Your task is to copy each line of the records that includes the string "DatabaseHandler".
[THE DATA Boundary: Start]
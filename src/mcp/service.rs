//! MCP service implementation using rmcp.
//!
//! `SteampipeService` implements `ServerHandler` by hand: tool listing and
//! invocation are delegated to the [`ToolDispatcher`], so validation and the
//! result envelope are decided in one place rather than by per-tool macros.

use crate::cli::PlatformCli;
use crate::db::{ConnectionManager, QueryExecutor, SchemaInspector};
use crate::error::DbResult;
use crate::mcp::{prompts, resources};
use crate::tools::{ToolDispatcher, ToolRegistry};
use rmcp::{
    ErrorData as McpError, RoleServer, ServerHandler,
    model::{
        CallToolRequestParam, CallToolResult, GetPromptRequestParam, GetPromptResult,
        Implementation, ListPromptsResult, ListResourceTemplatesResult, ListResourcesResult,
        ListToolsResult, PaginatedRequestParam, ProtocolVersion, ReadResourceRequestParam,
        ReadResourceResult, ResourceContents, ServerCapabilities, ServerInfo,
    },
    service::RequestContext,
};
use std::sync::Arc;
use std::time::Duration;
use tracing::debug;

#[derive(Clone)]
pub struct SteampipeService {
    dispatcher: ToolDispatcher,
    inspector: SchemaInspector,
    manager: Arc<ConnectionManager>,
}

impl SteampipeService {
    /// Create a service over `manager`.
    ///
    /// # Arguments
    ///
    /// * `manager` - Shared connection manager for all database operations
    /// * `cli` - Steampipe CLI runner for tools that do not need the database
    /// * `query_timeout` - Client-side bound on each statement
    pub fn new(
        manager: Arc<ConnectionManager>,
        cli: PlatformCli,
        query_timeout: Duration,
    ) -> DbResult<Self> {
        let registry = Arc::new(ToolRegistry::builtin()?);
        let executor = QueryExecutor::new(manager.clone(), query_timeout);
        Ok(Self {
            dispatcher: ToolDispatcher::new(registry, executor.clone(), cli),
            inspector: SchemaInspector::new(executor),
            manager,
        })
    }

    pub fn dispatcher(&self) -> &ToolDispatcher {
        &self.dispatcher
    }
}

impl ServerHandler for SteampipeService {
    fn get_info(&self) -> ServerInfo {
        ServerInfo {
            protocol_version: ProtocolVersion::V_2025_03_26,
            capabilities: ServerCapabilities::builder()
                .enable_tools()
                .enable_resources()
                .enable_prompts()
                .build(),
            server_info: Implementation {
                name: "steampipe-mcp-server".to_owned(),
                title: Some("Steampipe MCP Server".to_owned()),
                version: env!("CARGO_PKG_VERSION").to_owned(),
                icons: None,
                website_url: None,
            },
            instructions: Some(
                "Query cloud, SaaS and infrastructure data through Steampipe SQL.\n\
                \n\
                ## Workflow\n\
                1. `schema_list` to see the plugin connections (one schema each)\n\
                2. `table_list` with a schema to find tables\n\
                3. `table_show` to see a table's columns\n\
                4. `query` with read-only SQL; bind values through `params`\n\
                \n\
                ## Notes\n\
                - Queries run in read-only transactions.\n\
                - Select only the columns you need; every column can cost API calls.\n\
                - If the service was restarted, call `reconnect`.\n\
                - `clear_cache` forces fresh data on the next query.\n\
                - The `best_practices` prompt has query-writing guidelines."
                    .to_string(),
            ),
        }
    }

    async fn list_tools(
        &self,
        _request: Option<PaginatedRequestParam>,
        _context: RequestContext<RoleServer>,
    ) -> Result<ListToolsResult, McpError> {
        Ok(ListToolsResult::with_all_items(self.dispatcher.list_tools()))
    }

    async fn call_tool(
        &self,
        request: CallToolRequestParam,
        _context: RequestContext<RoleServer>,
    ) -> Result<CallToolResult, McpError> {
        debug!(tool = %request.name, "Tool call received");
        Ok(self
            .dispatcher
            .invoke(&request.name, request.arguments)
            .await)
    }

    async fn list_resources(
        &self,
        _request: Option<PaginatedRequestParam>,
        _context: RequestContext<RoleServer>,
    ) -> Result<ListResourcesResult, McpError> {
        Ok(ListResourcesResult::with_all_items(resources::list()))
    }

    async fn list_resource_templates(
        &self,
        _request: Option<PaginatedRequestParam>,
        _context: RequestContext<RoleServer>,
    ) -> Result<ListResourceTemplatesResult, McpError> {
        Ok(ListResourceTemplatesResult::with_all_items(
            resources::templates(),
        ))
    }

    async fn read_resource(
        &self,
        request: ReadResourceRequestParam,
        _context: RequestContext<RoleServer>,
    ) -> Result<ReadResourceResult, McpError> {
        let text = resources::read(&self.manager, &self.inspector, &request.uri).await?;
        Ok(ReadResourceResult {
            contents: vec![ResourceContents::text(text, request.uri)],
        })
    }

    async fn list_prompts(
        &self,
        _request: Option<PaginatedRequestParam>,
        _context: RequestContext<RoleServer>,
    ) -> Result<ListPromptsResult, McpError> {
        Ok(ListPromptsResult::with_all_items(prompts::list()))
    }

    async fn get_prompt(
        &self,
        request: GetPromptRequestParam,
        _context: RequestContext<RoleServer>,
    ) -> Result<GetPromptResult, McpError> {
        prompts::get(&request.name).ok_or_else(|| {
            McpError::invalid_params(format!("Unknown prompt: {}", request.name), None)
        })
    }
}
//! Tool registry and dispatcher.
//!
//! The registry is a static interface table: one [`ToolDescriptor`] per
//! [`ToolKind`], each carrying the JSON Schema of its input and a handler
//! tagged by the collaborator it needs. The dispatcher validates untrusted
//! arguments against that schema before the handler ever sees them, and turns
//! every outcome into exactly one result envelope.

use crate::cli::PlatformCli;
use crate::db::QueryExecutor;
use crate::error::{DbError, DbResult};
use futures_util::FutureExt;
use futures_util::future::BoxFuture;
use rmcp::model::{CallToolResult, Content, JsonObject, Tool};
use schemars::JsonSchema;
use serde::de::DeserializeOwned;
use serde_json::Value as JsonValue;
use std::any::Any;
use std::collections::HashMap;
use std::panic::AssertUnwindSafe;
use std::sync::Arc;
use tracing::{debug, error};

/// Every tool the server exposes, in registration order.
#[derive(Debug, Clone, Copy, PartialEq, Eq, Hash)]
pub enum ToolKind {
    Query,
    Reconnect,
    SchemaList,
    TableList,
    TableShow,
    PluginList,
    PluginShow,
    ClearCache,
}

impl ToolKind {
    pub const ALL: [ToolKind; 8] = [
        Self::Query,
        Self::Reconnect,
        Self::SchemaList,
        Self::TableList,
        Self::TableShow,
        Self::PluginList,
        Self::PluginShow,
        Self::ClearCache,
    ];

    pub fn name(&self) -> &'static str {
        match self {
            Self::Query => "query",
            Self::Reconnect => "reconnect",
            Self::SchemaList => "schema_list",
            Self::TableList => "table_list",
            Self::TableShow => "table_show",
            Self::PluginList => "plugin_list",
            Self::PluginShow => "plugin_show",
            Self::ClearCache => "clear_cache",
        }
    }
}

pub type DatabaseHandler = fn(QueryExecutor, JsonValue) -> BoxFuture<'static, DbResult<String>>;
pub type CliHandler = fn(PlatformCli, JsonValue) -> BoxFuture<'static, DbResult<String>>;

/// Handler tagged by the collaborator it receives.
#[derive(Debug, Clone, Copy)]
pub enum Handler {
    /// Runs against the database through the executor
    Database(DatabaseHandler),
    /// Runs the Steampipe CLI only
    Cli(CliHandler),
}

#[derive(Debug, Clone)]
pub struct ToolDescriptor {
    pub name: &'static str,
    pub description: &'static str,
    pub input_schema: Arc<JsonObject>,
    pub handler: Handler,
}

impl ToolDescriptor {
    pub fn requires_database(&self) -> bool {
        matches!(self.handler, Handler::Database(_))
    }

    /// The protocol-level tool definition.
    pub fn to_tool(&self) -> Tool {
        Tool::new(self.name, self.description, self.input_schema.clone())
    }
}

/// JSON Schema for a tool input type, as the object the protocol expects.
pub fn input_schema<T: JsonSchema>() -> Arc<JsonObject> {
    match serde_json::to_value(schemars::schema_for!(T)) {
        Ok(JsonValue::Object(mut schema)) => {
            // Draft marker only; validators and hosts assume the current draft
            schema.remove("$schema");
            // Field-less inputs come out without `properties`; with it the
            // validator names the offending field instead of reporting a bare
            // `false` schema
            schema
                .entry("properties")
                .or_insert_with(|| JsonValue::Object(JsonObject::new()));
            Arc::new(schema)
        }
        _ => Arc::new(JsonObject::new()),
    }
}

/// Decode already-validated arguments into the tool's input type.
pub fn parse_args<T: DeserializeOwned>(tool: &str, args: JsonValue) -> DbResult<T> {
    serde_json::from_value(args).map_err(|e| DbError::validation(tool, e.to_string()))
}

/// Render a tool's successful output as the envelope text.
pub fn to_text<T: serde::Serialize>(value: &T) -> DbResult<String> {
    serde_json::to_string_pretty(value)
        .map_err(|e| DbError::internal(format!("failed to serialize tool output: {}", e)))
}

struct RegisteredTool {
    descriptor: ToolDescriptor,
    validator: jsonschema::Validator,
}

/// Immutable table of tools, built once at startup.
pub struct ToolRegistry {
    tools: Vec<RegisteredTool>,
    index: HashMap<&'static str, usize>,
}

impl std::fmt::Debug for ToolRegistry {
    fn fmt(&self, f: &mut std::fmt::Formatter<'_>) -> std::fmt::Result {
        f.debug_struct("ToolRegistry")
            .field("tools", &self.names())
            .finish()
    }
}

impl ToolRegistry {
    /// Build a registry, rejecting duplicate names and schemas that do not compile.
    pub fn new(descriptors: Vec<ToolDescriptor>) -> DbResult<Self> {
        let mut tools = Vec::with_capacity(descriptors.len());
        let mut index = HashMap::with_capacity(descriptors.len());

        for descriptor in descriptors {
            if index.contains_key(descriptor.name) {
                return Err(DbError::internal(format!(
                    "tool '{}' is registered twice",
                    descriptor.name
                )));
            }
            let schema = JsonValue::Object((*descriptor.input_schema).clone());
            let validator = jsonschema::validator_for(&schema).map_err(|e| {
                DbError::internal(format!(
                    "input schema of '{}' is invalid: {}",
                    descriptor.name, e
                ))
            })?;
            index.insert(descriptor.name, tools.len());
            tools.push(RegisteredTool {
                descriptor,
                validator,
            });
        }

        Ok(Self { tools, index })
    }

    /// Registry with every built-in tool.
    pub fn builtin() -> DbResult<Self> {
        Self::new(ToolKind::ALL.iter().map(|kind| kind.descriptor()).collect())
    }

    pub fn get(&self, name: &str) -> Option<&ToolDescriptor> {
        self.index.get(name).map(|&i| &self.tools[i].descriptor)
    }

    pub fn names(&self) -> Vec<&'static str> {
        self.tools.iter().map(|t| t.descriptor.name).collect()
    }

    /// Protocol tool definitions, in registration order.
    pub fn list_tools(&self) -> Vec<Tool> {
        self.tools.iter().map(|t| t.descriptor.to_tool()).collect()
    }

    /// Check `args` against the tool's input schema.
    pub fn validate(&self, name: &str, args: &JsonValue) -> DbResult<()> {
        let tool = self
            .index
            .get(name)
            .map(|&i| &self.tools[i])
            .ok_or_else(|| DbError::unknown_tool(name))?;

        let problems: Vec<String> = tool
            .validator
            .iter_errors(args)
            .map(|e| e.to_string())
            .collect();
        if problems.is_empty() {
            Ok(())
        } else {
            Err(DbError::validation(name, problems.join("; ")))
        }
    }
}

/// Routes validated invocations to their handlers.
#[derive(Debug, Clone)]
pub struct ToolDispatcher {
    registry: Arc<ToolRegistry>,
    executor: QueryExecutor,
    cli: PlatformCli,
}

impl ToolDispatcher {
    pub fn new(registry: Arc<ToolRegistry>, executor: QueryExecutor, cli: PlatformCli) -> Self {
        Self {
            registry,
            executor,
            cli,
        }
    }

    pub fn registry(&self) -> &ToolRegistry {
        &self.registry
    }

    pub fn executor(&self) -> &QueryExecutor {
        &self.executor
    }

    pub fn list_tools(&self) -> Vec<Tool> {
        self.registry.list_tools()
    }

    /// Invoke a tool and wrap the outcome in a result envelope.
    ///
    /// Never fails: unknown tools, invalid arguments, handler errors and
    /// handler panics all come back as `isError` envelopes.
    pub async fn invoke(&self, name: &str, arguments: Option<JsonObject>) -> CallToolResult {
        let args = JsonValue::Object(arguments.unwrap_or_default());
        match self.dispatch(name, args).await {
            Ok(text) => {
                debug!(tool = %name, "Tool invocation succeeded");
                CallToolResult::success(vec![Content::text(text)])
            }
            Err(err) => {
                error!(tool = %name, kind = %err.kind(), error = %err, "Tool invocation failed");
                CallToolResult::error(vec![Content::text(error_text(&err))])
            }
        }
    }

    async fn dispatch(&self, name: &str, args: JsonValue) -> DbResult<String> {
        let handler = self
            .registry
            .get(name)
            .map(|tool| tool.handler)
            .ok_or_else(|| DbError::unknown_tool(name))?;
        self.registry.validate(name, &args)?;

        let future = match handler {
            Handler::Database(handler) => handler(self.executor.clone(), args),
            Handler::Cli(handler) => handler(self.cli.clone(), args),
        };
        match AssertUnwindSafe(future).catch_unwind().await {
            Ok(result) => result,
            Err(panic) => Err(DbError::internal(format!(
                "tool '{}' panicked: {}",
                name,
                panic_message(panic.as_ref())
            ))),
        }
    }
}

/// Envelope text for a failed invocation: the message, then any suggestion.
pub fn error_text(err: &DbError) -> String {
    match err.suggestion() {
        Some(suggestion) if !err.to_string().contains(suggestion) => {
            format!("{}\n\nSuggestion: {}", err, suggestion)
        }
        _ => err.to_string(),
    }
}

fn panic_message(panic: &(dyn Any + Send)) -> String {
    if let Some(s) = panic.downcast_ref::<&str>() {
        s.to_string()
    } else if let Some(s) = panic.downcast_ref::<String>() {
        s.clone()
    } else {
        "unknown panic".to_string()
    }
}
[THE DATA Boundary: End]
REPLY:
pub type DatabaseHandler = fn(QueryExecutor, JsonValue) -> BoxFuture<'static, DbResult<String>>;
    Database(DatabaseHandler),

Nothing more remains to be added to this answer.